Zambia is boosting economic transformation in order to fulfil its Vision 2030 target of becoming a middle-income nation. Through its Seventh National Development Plan, the five-year plan currently underway (2017-2021), it aims at building a strong and diversified economy through the implementation of growth reforms and fiscal consolidation, with an in-depth focus on private sector investment in infrastructure and agricultural development. “The prospects of going forward are huge,” states Dr Denny H.Kalyalya, Governor of the Bank of Zambia. “For an investor looking for good returns, a peaceful and liberal environment, Zambia is the place to be.”
“By 2030, we want to see a Zambia where every citizen has access to safe clean water, food, decent housing, electricity, quality education and health services and decent jobs. In pursuit of this vision, we need to transform into a smart Zambia.”
President Edgar Chagwa Lungu
Infrastructure and ICT
‘Smart Zambia’ sees ICT as a key driver of socio-economic development and an essential tool to achieving Vision 2030’s goal. In 2018, the government launched a US$280 million project will add 1,009 communication towers to the hundreds already built and boost mobile penetration rates to 94%. “We believe it’s an enabler of business and commerce. We want to make sure that our service provision is on the back of ICT,” clarifies Hon. Brian Mushimba, Minister of Transportation and Communications. Support for technology is also strong in e-government, with an agenda aimed at modernising and automating payment and revenue collection processes. “The government agenda to come up with smart cities is going to help create demand for the ICT sector and is going to transform the culture of the nation in ICT,” declares Hai Telecommunications Managing Director, Samson Longwe.
The Green Revolution
President Lungu’s ‘green revolution’ is key to driving Zambia’s economy, contributing approximately 70% to its GDP and 10% to its economic growth. “This creates a lot of employment for our women and the youth,” affirms Michael Katambo, Minister Of Agriculture. “For production to be enhanced, the government is targeting all farmers and trying to get them to access financial institutions, so that they can access loans and buy small-mechanised equipment.” In an attempt to liberalise production of staple crops, including rice, millet and cassava, Zambia is also offering zero corporate tax for the initial five years from the first year profits that are made in the agricultural sector.
Building Electrical Alternatives
Hydropower constitutes 95% of the nation’s total power supply, however Zambia is intent on increasing the diversification of its energy sources to make its energy markets more competitive. “Ideally, we want to be the net exporter of electricity because as a landlinked country, it’s easy for us to import and export electricity,” claims Hon. Matthew Nkhuwa, Minister of Energy. “We want to build interconnectors for our neighbouring countries, so in the event that there may be a shortage, power can be tapped from alternative grids.” In late 2018, Zambia and Angola signed a US$5 billion deal to construct an oil pipeline that will pass through the two countries.

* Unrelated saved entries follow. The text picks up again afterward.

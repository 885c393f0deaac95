//! Import/export of graphs and results as serialized bundles.
//!
//! Wire buffers are 32-bit float; the per-node data-type tag selects the
//! element type the graph is instantiated and executed with (`f32` or `f64`),
//! with values widened on import and narrowed back on export.

use crate::array::NdArray;
use crate::config::ExecutorConfig;
use crate::errors::FxResult;
use crate::graph::{ExecutionResult, Graph, GraphExecutor, Node, Variable};
use crate::ops::OpFamily;
use crate::types::{DataType, Element, Order, VarId};
use serde::{Deserialize, Serialize};

/// Device id stamped on host-resident result buffers.
pub const HOST_DEVICE: i32 = -1;

/// A seeded input or returned output: id, optional name, shape and the flat
/// row-major buffer.
#[derive(Debug, Clone, Serialize, Deserialize)]
pub struct WireVariable {
    pub id: i32,
    #[serde(default)]
    pub name: String,
    pub shape: Vec<usize>,
    pub values: Vec<f32>,
    #[serde(default = "host_device")]
    pub device: i32,
}

fn host_device() -> i32 {
    HOST_DEVICE
}

#[derive(Debug, Clone, Serialize, Deserialize)]
pub struct WireNode {
    pub id: i32,
    pub family: OpFamily,
    pub op_num: i32,
    #[serde(default)]
    pub inputs: Vec<i32>,
    #[serde(default)]
    pub outputs: Vec<i32>,
    #[serde(default)]
    pub axes: Vec<i32>,
    #[serde(default)]
    pub scalar: f32,
    #[serde(default)]
    pub extra_params: Vec<f32>,
    #[serde(default = "float_tag")]
    pub data_type: DataType,
}

fn float_tag() -> DataType {
    DataType::Float
}

/// The submission bundle: a graph id, the nodes, and the seeded variables.
#[derive(Debug, Clone, Serialize, Deserialize)]
pub struct WireGraph {
    pub id: i64,
    #[serde(default)]
    pub config: ExecutorConfig,
    pub nodes: Vec<WireNode>,
    #[serde(default)]
    pub variables: Vec<WireVariable>,
}

impl WireGraph {
    /// The element type this bundle asks to run under: the tag of its first
    /// node (nodes of one graph share a type). Variable-only bundles default
    /// to float.
    pub fn data_type(&self) -> DataType {
        self.nodes
            .first()
            .map(|n| n.data_type)
            .unwrap_or(DataType::Float)
    }
}

/// The result bundle mirrored back to the caller.
#[derive(Debug, Clone, Serialize, Deserialize)]
pub struct WireResult {
    pub id: i64,
    pub variables: Vec<WireVariable>,
}

fn build_graph<T: Element>(flat: WireGraph) -> FxResult<Graph<T>> {
    let mut graph = Graph::with_config(flat.config);
    graph.set_id(flat.id);

    for seed in flat.variables {
        let values = seed.values.into_iter().map(<T as Element>::from_f32).collect();
        let array = NdArray::from_vec(&seed.shape, Order::RowMajor, values)?;
        let mut variable = Variable::with_array(VarId(seed.id), array);
        if !seed.name.is_empty() {
            variable.set_name(seed.name);
        }
        graph.variable_space().put_variable(VarId(seed.id), variable);
    }

    for node in flat.nodes {
        let extra = node.extra_params.into_iter().map(<T as Element>::from_f32).collect();
        graph.add_node(
            Node::new(node.family, node.op_num, node.id, &node.inputs, &node.outputs)
                .with_axes(&node.axes)
                .with_scalar(<T as Element>::from_f32(node.scalar))
                .with_extra_params(extra)
                .with_data_type(node.data_type),
        )?;
    }

    Ok(graph)
}

/// Rebuilds a graph from a serialized submission bundle, seeding every listed
/// variable under its (negative) id and re-declaring every node with its
/// ids, slots, axes, scalar and extra parameters intact.
pub fn from_wire<T: Element>(bytes: &[u8]) -> FxResult<Graph<T>> {
    build_graph(serde_json::from_slice(bytes)?)
}

/// Serializes the graph's externally observable outputs as a result bundle.
pub fn to_wire<T: Element>(graph: &Graph<T>) -> FxResult<Vec<u8>> {
    let outputs = ExecutionResult::from_graph(graph);
    let mut variables = Vec::new();
    for variable in outputs.iter() {
        let (shape, values) = match variable.array() {
            Some(array) => (
                array.shape().to_vec(),
                array.to_flat_vec().into_iter().map(Element::to_f32).collect(),
            ),
            None => (Vec::new(), Vec::new()),
        };
        variables.push(WireVariable {
            id: variable.id().0,
            name: variable.name().unwrap_or_default().to_string(),
            shape,
            values,
            device: HOST_DEVICE,
        });
    }
    let result = WireResult {
        id: graph.id(),
        variables,
    };
    Ok(serde_json::to_vec(&result)?)
}

fn run_bundle<T: Element>(flat: WireGraph) -> FxResult<Vec<u8>> {
    let mut graph = build_graph::<T>(flat)?;
    GraphExecutor::execute(&mut graph)?;
    to_wire(&graph)
}

/// The wire entry point: deserialize, execute under the element type the
/// bundle's data-type tag names, serialize the outputs.
pub fn run_wire(bytes: &[u8]) -> FxResult<Vec<u8>> {
    let flat: WireGraph = serde_json::from_slice(bytes)?;
    match flat.data_type() {
        DataType::Float => run_bundle::<f32>(flat),
        DataType::Double => run_bundle::<f64>(flat),
    }
}

#[cfg(test)]
mod tests {
    use super::*;
    use crate::ops::TransformOp;

    #[test]
    fn graph_bundle_round_trip() {
        let bundle = WireGraph {
            id: 7,
            config: ExecutorConfig::default(),
            nodes: vec![WireNode {
                id: 1,
                family: OpFamily::Transform,
                op_num: TransformOp::Abs.as_num(),
                inputs: vec![-1],
                outputs: vec![],
                axes: vec![],
                scalar: 0.0,
                extra_params: vec![],
                data_type: DataType::Float,
            }],
            variables: vec![WireVariable {
                id: -1,
                name: "input".into(),
                shape: vec![2, 2],
                values: vec![-1.0, -2.0, -3.0, -4.0],
                device: HOST_DEVICE,
            }],
        };
        assert_eq!(bundle.data_type(), DataType::Float);
        let bytes = serde_json::to_vec(&bundle).unwrap();

        let graph = from_wire::<f32>(&bytes).unwrap();
        assert_eq!(graph.id(), 7);
        assert_eq!(graph.total_nodes(), 1);
        let seeded = graph.variable_space().by_name("input").unwrap();
        assert_eq!(seeded.array().unwrap().shape(), &[2, 2]);
    }

    #[test]
    fn double_tag_builds_an_f64_graph() {
        let json = br#"{
            "id": 2,
            "nodes": [
                {"id": 1, "family": "Transform", "op_num": 0, "inputs": [-1],
                 "data_type": "Double"}
            ],
            "variables": [
                {"id": -1, "shape": [1, 2], "values": [-5.0, 5.0]}
            ]
        }"#;
        let flat: WireGraph = serde_json::from_slice(json).unwrap();
        assert_eq!(flat.data_type(), DataType::Double);

        let graph = from_wire::<f64>(json).unwrap();
        let seeded = graph.variable_space().array(VarId(-1)).unwrap();
        assert_eq!(seeded.to_flat_vec(), vec![-5.0f64, 5.0]);
    }

    #[test]
    fn missing_optional_fields_default() {
        let json = br#"{
            "id": 1,
            "nodes": [
                {"id": 1, "family": "Transform", "op_num": 0, "inputs": [-1]}
            ],
            "variables": [
                {"id": -1, "shape": [1, 2], "values": [-5.0, 5.0]}
            ]
        }"#;
        let result = run_wire(json).unwrap();
        let parsed: WireResult = serde_json::from_slice(&result).unwrap();
        assert_eq!(parsed.id, 1);
        assert_eq!(parsed.variables.len(), 1);
        assert_eq!(parsed.variables[0].id, -1);
        assert_eq!(parsed.variables[0].device, HOST_DEVICE);
        assert_eq!(parsed.variables[0].values, vec![5.0, 5.0]);
    }
}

On top of all this, Zambia’s breathtakingly beautiful and alluring geo-location has the enormous potential to become, according to Hon. Charles Banda, Minister of Tourism and Arts, “ one of the top five destinations in the world.” Managing Director of Zambia Airports Corporation Limited, Fumu Mondoloka confirms: “We are conveniently positioned to be the aviation and tourism hub we want to be.”

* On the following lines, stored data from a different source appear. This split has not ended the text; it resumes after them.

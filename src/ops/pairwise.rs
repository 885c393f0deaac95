use crate::array::NdArray;
use crate::errors::{FxError, FxResult};
use crate::types::Element;
use ndarray::Zip;

/// Binary elementwise operations: `Z[i] = f(X[i], Y[i], extra)`.
#[derive(Debug, Clone, Copy, PartialEq, Eq)]
pub enum PairwiseOp {
    Add,
    Sub,
    Mul,
    Div,
    Copy,
    Max,
    Min,
}

impl PairwiseOp {
    pub fn from_num(num: i32) -> Option<Self> {
        Some(match num {
            0 => Self::Add,
            1 => Self::Sub,
            2 => Self::Mul,
            3 => Self::Div,
            4 => Self::Copy,
            5 => Self::Max,
            6 => Self::Min,
            _ => return None,
        })
    }

    pub fn as_num(self) -> i32 {
        match self {
            Self::Add => 0,
            Self::Sub => 1,
            Self::Mul => 2,
            Self::Div => 3,
            Self::Copy => 4,
            Self::Max => 5,
            Self::Min => 6,
        }
    }

    pub const ALL: [PairwiseOp; 7] = [
        Self::Add,
        Self::Sub,
        Self::Mul,
        Self::Div,
        Self::Copy,
        Self::Max,
        Self::Min,
    ];

    pub fn apply<T: Element>(self, x: T, y: T, _extra: &[T]) -> T {
        match self {
            Self::Add => x + y,
            Self::Sub => x - y,
            Self::Mul => x * y,
            Self::Div => x / y,
            Self::Copy => y,
            Self::Max => x.max(y),
            Self::Min => x.min(y),
        }
    }
}

/// Runs the pairwise op into a fresh copy of `x`. Shapes must match exactly.
pub fn exec<T: Element>(
    op: PairwiseOp,
    x: &NdArray<T>,
    y: &NdArray<T>,
    extra: &[T],
) -> FxResult<NdArray<T>> {
    if x.shape() != y.shape() {
        return Err(FxError::ShapeMismatch {
            expected: x.shape().to_vec(),
            found: y.shape().to_vec(),
        });
    }
    let mut z = x.dup(x.order());
    {
        let mut zv = z.view_mut()?;
        let yv = y.view()?;
        #[cfg(feature = "rayon")]
        Zip::from(&mut zv)
            .and(&yv)
            .par_for_each(|v, &y| *v = op.apply(*v, y, extra));
        #[cfg(not(feature = "rayon"))]
        Zip::from(&mut zv)
            .and(&yv)
            .for_each(|v, &y| *v = op.apply(*v, y, extra));
    }
    Ok(z)
}
use serde::{Deserialize, Serialize};
use std::sync::atomic::{AtomicBool, Ordering};
use std::sync::Arc;

/// How nodes within one onion layer are scheduled.
#[derive(Debug, Clone, Copy, PartialEq, Eq, Default, Serialize, Deserialize)]
pub enum ExecutionMode {
    /// Nodes run one after another, in insertion order.
    Sequential,
    /// Layers with more than one node are scattered across worker threads.
    #[default]
    Auto,
}

/// Per-run executor configuration, supplied with the graph.
#[derive(Debug, Clone, Default, Serialize, Deserialize)]
#[serde(default)]
pub struct ExecutorConfig {
    pub mode: ExecutionMode,
    /// Worker count for parallel layers; `None` uses the rayon default.
    pub workers: Option<usize>,
    /// Raises per-node execution logging to debug level.
    pub verbose: bool,
}

/// Cooperative cancellation handle, polled at layer boundaries only.
#[derive(Debug, Clone, Default)]
pub struct CancelToken {
    flag: Arc<AtomicBool>,
}

impl CancelToken {
    pub fn new() -> Self {
        Self::default()
    }

    pub fn cancel(&self) {
        self.flag.store(true, Ordering::SeqCst);
    }

    pub fn is_cancelled(&self) -> bool {
        self.flag.load(Ordering::SeqCst)
    }
}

Industrialisation and Diversification
Key to Zambia’s path to macro-economic and peaceful stability is the nation’s industrial agenda. Privatisation and strong mineral prices have boosted the country’s mining activities over the past few years and the government has consequently invested heavily in building its private sector and other industries. “It is vital to structure an effective fiscal regime for the mining sector to ensure that Zambians benefit from the mineral wealth our country is blessed with,” emphasises Zambia’s Minister of Finance, Hon. Margaret Mhango Mwanakatwe. Furthermore, US$21.7 million have been invested in various Multi Facility Economic Zones and Industrial Parks in the country in order to create a platform for Zambia’s economic development by attracting FDI through robust policy and incentives, emphasising industrialisation and diversification. Zambia’s promoter of trade and investment, Zambia Development Agency (ZDA), recorded US$3.9 billion of projected investment in 2018 in a number of sectors of the economy with a focus on diversification. Hon. Dora Siliya, Minister of Information states: “I think diversification opens up whole new opportunities in tourism, agriculture, ICT and the energy sector.” There is no doubt that Zambia is in the process of unlocking its enormous potential to become a regional hub in a number of sectors. As Vice President, Hon. Inonge Mutukwa Wina affirms: “To business people and investors alike, the certainty of peace, tranquillity and unity in diversity are combinations that make Zambia stand out in the eyes of the commercial world.”